Explore AWS STAC STAC With ODC and DASK#
Notebook Description#
This Jupyter Notebook demonstrates how to explore and process Sentinel-2 L2A satellite imagery data from the AWS STAC Catalogue using the Open Data Cube (ODC) and DASK. The notebook provides a step-by-step guide to querying, visualizing, and processing geospatial data efficiently with distributed computing.
Key Steps#
Library Imports:
Utilizes libraries such as
pystac_client,odc.stac,dask,geopandas,folium, andshapelyfor geospatial data processing and visualization.
STAC Catalogue Search:
Queries the AWS STAC Catalogue for Sentinel-2 L2A imagery based on spatial (bounding box), temporal (date range), and cloud cover filters.
Bounding Box Visualization:
Visualizes the queried bounding boxes and granules on an interactive map using
folium.
DASK Initialization:
Sets up DASK workers for distributed computing to handle large geospatial datasets efficiently.
Data Loading with ODC:
Loads the queried STAC items into an Open Data Cube (ODC) for further processing, specifying desired bands and resolution.
Distributed Computation:
Uses DASK to compute the loaded data, enabling efficient processing of large datasets.
Visualization:
Visualizes the processed results, including RGB composites, on an interactive map using
folium.
Use Case#
This notebook is ideal for users who want to:
Explore and process Sentinel-2 satellite imagery from the AWS STAC Catalogue.
Learn how to use ODC and DASK for handling large geospatial datasets.
Visualize geospatial data interactively on maps.
Import the required libraries#
import dask.distributed
import folium
import folium.plugins
import geopandas as gpd
import shapely.geometry
import yaml
from IPython.display import HTML, display
from pystac_client import Client
from odc.algo import to_rgba
from odc.stac import configure_rio, stac_load
import yaml
def convert_bounds(bbox, invert_y=False):
"""
Helper method for changing bounding box representation to leaflet notation
``(lon1, lat1, lon2, lat2) -> ((lat1, lon1), (lat2, lon2))``
"""
x1, y1, x2, y2 = bbox
if invert_y:
y1, y2 = y2, y1
return ((y1, x1), (y2, x2))
Search the STAC catalouge#
bbox =(19.0, 34.8, 28.3, 41.8)
start_date = "2022-07-07"
catalog = Client.open("https://earth-search.aws.element84.com/v1")
query = catalog.search(
collections=["sentinel-2-l2a"],
datetime=f"{start_date}",
limit=100,
bbox=bbox,
#query={"eo:cloud_cover": {"lt": 50}}
)
items = list(query.items())
print(f"Found: {len(items):d} datasets")
# Convert STAC items into a GeoJSON FeatureCollection
stac_json = query.item_collection_as_dict()
Found: 43 datasets
Visualize the bounding boxes in a figure#
gdf = gpd.GeoDataFrame.from_features(stac_json, "epsg:4326")
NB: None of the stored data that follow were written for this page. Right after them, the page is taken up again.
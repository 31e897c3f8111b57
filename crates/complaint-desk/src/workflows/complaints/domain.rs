use std::fmt;

use chrono::NaiveDate;
use serde::{Deserialize, Deserializer, Serialize};

use super::routing::AuthorityId;
use super::triage::PriorityScore;

/// Identifier wrapper for registered complaints (`CM10001`, ...).
#[derive(Debug, Clone, PartialEq, Eq, Hash, PartialOrd, Ord, Serialize, Deserialize)]
pub struct ComplaintId(pub String);

impl fmt::Display for ComplaintId {
    fn fmt(&self, f: &mut fmt::Formatter<'_>) -> fmt::Result {
        f.write_str(&self.0)
    }
}

/// Identifier of the resident who filed a complaint.
#[derive(Debug, Clone, PartialEq, Eq, Hash, PartialOrd, Ord, Serialize, Deserialize)]
pub struct CitizenId(pub String);

/// Service areas a complaint can be filed under.
///
/// Anything the intake form sends that is not recognised lands in `Other`,
/// which keeps routing total without a silent string fallback.
#[derive(Debug, Clone, Copy, Default, PartialEq, Eq, Hash, PartialOrd, Ord, Serialize)]
#[serde(rename_all = "snake_case")]
pub enum ComplaintCategory {
    Water,
    Electricity,
    Waste,
    Sanitation,
    Road,
    Housing,
    #[default]
    Other,
}

impl ComplaintCategory {
    pub const ALL: [ComplaintCategory; 7] = [
        ComplaintCategory::Water,
        ComplaintCategory::Electricity,
        ComplaintCategory::Waste,
        ComplaintCategory::Sanitation,
        ComplaintCategory::Road,
        ComplaintCategory::Housing,
        ComplaintCategory::Other,
    ];

    pub fn parse(raw: &str) -> Self {
        match raw.trim().to_ascii_lowercase().as_str() {
            "water" => Self::Water,
            "electricity" => Self::Electricity,
            "waste" => Self::Waste,
            "sanitation" => Self::Sanitation,
            "road" => Self::Road,
            "housing" => Self::Housing,
            _ => Self::Other,
        }
    }

    pub const fn key(self) -> &'static str {
        match self {
            Self::Water => "water",
            Self::Electricity => "electricity",
            Self::Waste => "waste",
            Self::Sanitation => "sanitation",
            Self::Road => "road",
            Self::Housing => "housing",
            Self::Other => "other",
        }
    }

    pub const fn label(self) -> &'static str {
        match self {
            Self::Water => "Water",
            Self::Electricity => "Electricity",
            Self::Waste => "Waste",
            Self::Sanitation => "Sanitation",
            Self::Road => "Road",
            Self::Housing => "Housing",
            Self::Other => "Other",
        }
    }

    /// Water and power outages are treated as essential services by triage.
    pub const fn is_essential_service(self) -> bool {
        matches!(self, Self::Water | Self::Electricity)
    }
}

impl<'de> Deserialize<'de> for ComplaintCategory {
    fn deserialize<D>(deserializer: D) -> Result<Self, D::Error>
    where
        D: Deserializer<'de>,
    {
        let raw = String::deserialize(deserializer)?;
        Ok(Self::parse(&raw))
    }
}

/// Text fields the triage scorer reads. Missing fields are empty strings.
#[derive(Debug, Clone, Default, PartialEq, Eq, Serialize, Deserialize)]
pub struct ComplaintInput {
    #[serde(default)]
    pub title: String,
    #[serde(default)]
    pub description: String,
    #[serde(default)]
    pub category: ComplaintCategory,
    #[serde(default)]
    pub location: String,
}

/// Payload accepted from the submission form.
#[derive(Debug, Clone, PartialEq, Eq, Serialize, Deserialize)]
pub struct ComplaintSubmission {
    #[serde(flatten)]
    pub complaint: ComplaintInput,
    pub citizen_id: CitizenId,
}

/// Lifecycle states. Moves are driven by authority or admin action only.
#[derive(Debug, Clone, Copy, PartialEq, Eq, Hash, PartialOrd, Ord, Serialize, Deserialize)]
#[serde(rename_all = "snake_case")]
pub enum ComplaintStatus {
    Pending,
    Processing,
    Resolved,
    Rejected,
}

impl ComplaintStatus {
    pub const ALL: [ComplaintStatus; 4] = [
        ComplaintStatus::Pending,
        ComplaintStatus::Processing,
        ComplaintStatus::Resolved,
        ComplaintStatus::Rejected,
    ];

    pub const fn key(self) -> &'static str {
        match self {
            Self::Pending => "pending",
            Self::Processing => "processing",
            Self::Resolved => "resolved",
            Self::Rejected => "rejected",
        }
    }

    pub const fn label(self) -> &'static str {
        match self {
            Self::Pending => "Pending",
            Self::Processing => "Processing",
            Self::Resolved => "Resolved",
            Self::Rejected => "Rejected",
        }
    }

    pub const fn can_transition_to(self, next: ComplaintStatus) -> bool {
        matches!(
            (self, next),
            (Self::Pending, Self::Processing)
                | (Self::Pending, Self::Rejected)
                | (Self::Processing, Self::Resolved)
                | (Self::Processing, Self::Rejected)
        )
    }
}

/// One entry of a complaint's status history.
#[derive(Debug, Clone, PartialEq, Eq, Serialize, Deserialize)]
pub struct StatusUpdate {
    pub date: NaiveDate,
    pub status: ComplaintStatus,
    pub description: String,
}

/// Requested status move, as sent by authority dashboards.
#[derive(Debug, Clone, PartialEq, Eq, Serialize, Deserialize)]
pub struct StatusChange {
    pub status: ComplaintStatus,
    #[serde(default)]
    pub notes: Option<String>,
    #[serde(default)]
    pub assigned_to: Option<AuthorityId>,
}

/// Registered complaint with its triage result and history.
#[derive(Debug, Clone, PartialEq, Serialize, Deserialize)]
pub struct Complaint {
    pub id: ComplaintId,
    pub title: String,
    pub description: String,
    pub category: ComplaintCategory,
    pub location: String,
    pub citizen_id: CitizenId,
    pub status: ComplaintStatus,
    pub triage: PriorityScore,
    pub filed_on: NaiveDate,
    #[serde(default, skip_serializing_if = "Option::is_none")]
    pub assigned_to: Option<AuthorityId>,
    pub updates: Vec<StatusUpdate>,
}

impl Complaint {
    /// Date of the history entry that closed the complaint as resolved.
    pub fn resolved_on(&self) -> Option<NaiveDate> {
        self.updates
            .iter()
            .rev()
            .find(|update| update.status == ComplaintStatus::Resolved)
            .map(|update| update.date)
    }

    pub fn resolution_days(&self) -> Option<i64> {
        self.resolved_on()
            .map(|resolved| (resolved - self.filed_on).num_days().max(0))
    }
}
# Compute granule id from components
gdf["granule"] = (
gdf["mgrs:utm_zone"].apply(lambda x: f"{x:02d}")
+ gdf["mgrs:latitude_band"]
+ gdf["mgrs:grid_square"]
)
fig = gdf.plot(
"granule",
edgecolor="black",
categorical=True,
aspect="equal",
alpha=0.5,
figsize=(6, 12),
legend=True,
legend_kwds={"loc": "upper left", "frameon": False, "ncol": 1},
)
_ = fig.set_title("STAC Query Results")
cfg = """---
sentinel-s2-l2a-cogs:
assets:
'*':
data_type: uint16
nodata: 0
unit: '1'
SCL:
data_type: uint8
nodata: 0
unit: '1'
visual:
data_type: uint8
nodata: 0
unit: '1'
aliases: # Alias -> Canonical Name
red: B04
green: B03
blue: B02
"*":
warnings: ignore # Disable warnings about duplicate common names
"""
cfg = yaml.load(cfg, Loader=yaml.SafeLoader)
Visualize the bounding box using folium#
map1 = folium.Map()
folium.GeoJson(
shapely.geometry.box(*bbox),
style_function=lambda x: dict(fill=False, weight=1, opacity=0.7, color="olive"),
name="Query",
).add_to(map1)
gdf.explore(
"granule",
categorical=True,
tooltip=[
"granule",
"datetime",
"s2:nodata_pixel_percentage",
"eo:cloud_cover",
],
popup=True,
style_kwds=dict(fillOpacity=0.1, width=2),
name="STAC",
m=map1,
)
map1.fit_bounds(bounds=convert_bounds(gdf.unary_union.bounds))
map1
/var/folders/j3/513qxyhx4l30byl48tz1k1jr0000gn/T/ipykernel_46562/947103798.py:23: DeprecationWarning: The 'unary_union' attribute is deprecated, use the 'union_all()' method instead.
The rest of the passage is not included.